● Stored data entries
--
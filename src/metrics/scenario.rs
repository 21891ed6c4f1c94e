use std::collections::BTreeMap;

use super::clamp;
use super::forecast::{
    bucket_forecast_with, stage_breakdown_by_bucket_with, ForecastLine, Forecastable,
};
use super::policy::{ForecastBands, ScenarioShifts};
use super::types::{ScenarioPreset, ScenarioResult};
use crate::records::OpportunityStage;

/// Stage name (e.g. `PROPOSAL`) to win probability in percent (0-100).
pub type StageProbabilities = BTreeMap<String, f64>;

pub fn recalculate_scenario<T: Forecastable>(
    opps: &[T],
    overrides: &StageProbabilities,
) -> ScenarioResult {
    recalculate_scenario_with(&ForecastBands::DEFAULT, opps, overrides)
}

/// Re-bucket `opps` as if every opportunity in an overridden stage had the
/// override probability. Stages without an override keep each
/// opportunity's own stored probability. Override keys that name no stage
/// simply match nothing.
pub fn recalculate_scenario_with<T: Forecastable>(
    bands: &ForecastBands,
    opps: &[T],
    overrides: &StageProbabilities,
) -> ScenarioResult {
    for stage in unmatched_stage_keys(overrides) {
        log::debug!("Ignoring probability override for unknown stage {stage}");
    }

    let adjusted: Vec<ForecastLine> = opps
        .iter()
        .map(|opp| ForecastLine {
            amount: opp.amount(),
            probability: adjusted_probability(opp, overrides),
            stage: opp.stage(),
        })
        .collect();

    let buckets = bucket_forecast_with(bands, &adjusted);
    ScenarioResult {
        commit: buckets.commit,
        best_case: buckets.best_case,
        upside: buckets.upside,
        by_stage: stage_breakdown_by_bucket_with(bands, &adjusted),
    }
}

/// Override keys that are not the exact wire name of an open stage.
fn unmatched_stage_keys(overrides: &StageProbabilities) -> Vec<&str> {
    overrides
        .keys()
        .map(String::as_str)
        .filter(|key| !OpportunityStage::OPEN.iter().any(|s| s.as_str() == *key))
        .collect()
}

fn adjusted_probability<T: Forecastable>(opp: &T, overrides: &StageProbabilities) -> f64 {
    let pct = overrides
        .get(opp.stage().as_str())
        .copied()
        .unwrap_or_else(|| opp.probability() * 100.0);
    clamp(pct, 0.0, 100.0) / 100.0
}

pub fn apply_scenario_preset(
    stage_defaults: &StageProbabilities,
    preset: ScenarioPreset,
) -> StageProbabilities {
    apply_scenario_preset_with(&ScenarioShifts::DEFAULT, stage_defaults, preset)
}

/// Shift every stage default by the preset's offset, clamped to [0, 100].
pub fn apply_scenario_preset_with(
    shifts: &ScenarioShifts,
    stage_defaults: &StageProbabilities,
    preset: ScenarioPreset,
) -> StageProbabilities {
    let shift = match preset {
        ScenarioPreset::Conservative => shifts.conservative,
        ScenarioPreset::Current => shifts.current,
        ScenarioPreset::Aggressive => shifts.aggressive,
    };

    stage_defaults
        .iter()
        .map(|(stage, value)| (stage.clone(), clamp(value + shift, 0.0, 100.0)))
        .collect()
}

/// Mean stored probability (rounded percent) for every open stage; 0 for
/// stages with no opportunities.
pub fn scenario_stage_defaults<T: Forecastable>(opps: &[T]) -> StageProbabilities {
    OpportunityStage::OPEN
        .iter()
        .map(|stage| {
            let probabilities: Vec<f64> = opps
                .iter()
                .filter(|o| o.stage() == *stage)
                .map(|o| o.probability())
                .collect();
            let pct = if probabilities.is_empty() {
                0.0
            } else {
                (probabilities.iter().sum::<f64>() / probabilities.len() as f64 * 100.0).round()
            };
            (stage.as_str().to_string(), pct)
        })
        .collect()
}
--
● WHAT YOU SHOULD DO
Starting from the line containing "to [0, 100]." and ending with the final line of the data, reproduce each line exactly as it appears, including no other lines.

● SOLVED EXERCISE
/// Shift every stage default by the preset's offset, clamped to [0, 100].
pub fn apply_scenario_preset_with(
    shifts: &ScenarioShifts,
    stage_defaults: &StageProbabilities,
    preset: ScenarioPreset,
) -> StageProbabilities {
    let shift = match preset {
        ScenarioPreset::Conservative => shifts.conservative,
        ScenarioPreset::Current => shifts.current,
        ScenarioPreset::Aggressive => shifts.aggressive,
    };

    stage_defaults
        .iter()
        .map(|(stage, value)| (stage.clone(), clamp(value + shift, 0.0, 100.0)))
        .collect()
}

/// Mean stored probability (rounded percent) for every open stage; 0 for
/// stages with no opportunities.
pub fn scenario_stage_defaults<T: Forecastable>(opps: &[T]) -> StageProbabilities {
    OpportunityStage::OPEN
        .iter()
        .map(|stage| {
            let probabilities: Vec<f64> = opps
                .iter()
                .filter(|o| o.stage() == *stage)
                .map(|o| o.probability())
                .collect();
            let pct = if probabilities.is_empty() {
                0.0
            } else {
                (probabilities.iter().sum::<f64>() / probabilities.len() as f64 * 100.0).round()
            };
            (stage.as_str().to_string(), pct)
        })
        .collect()
}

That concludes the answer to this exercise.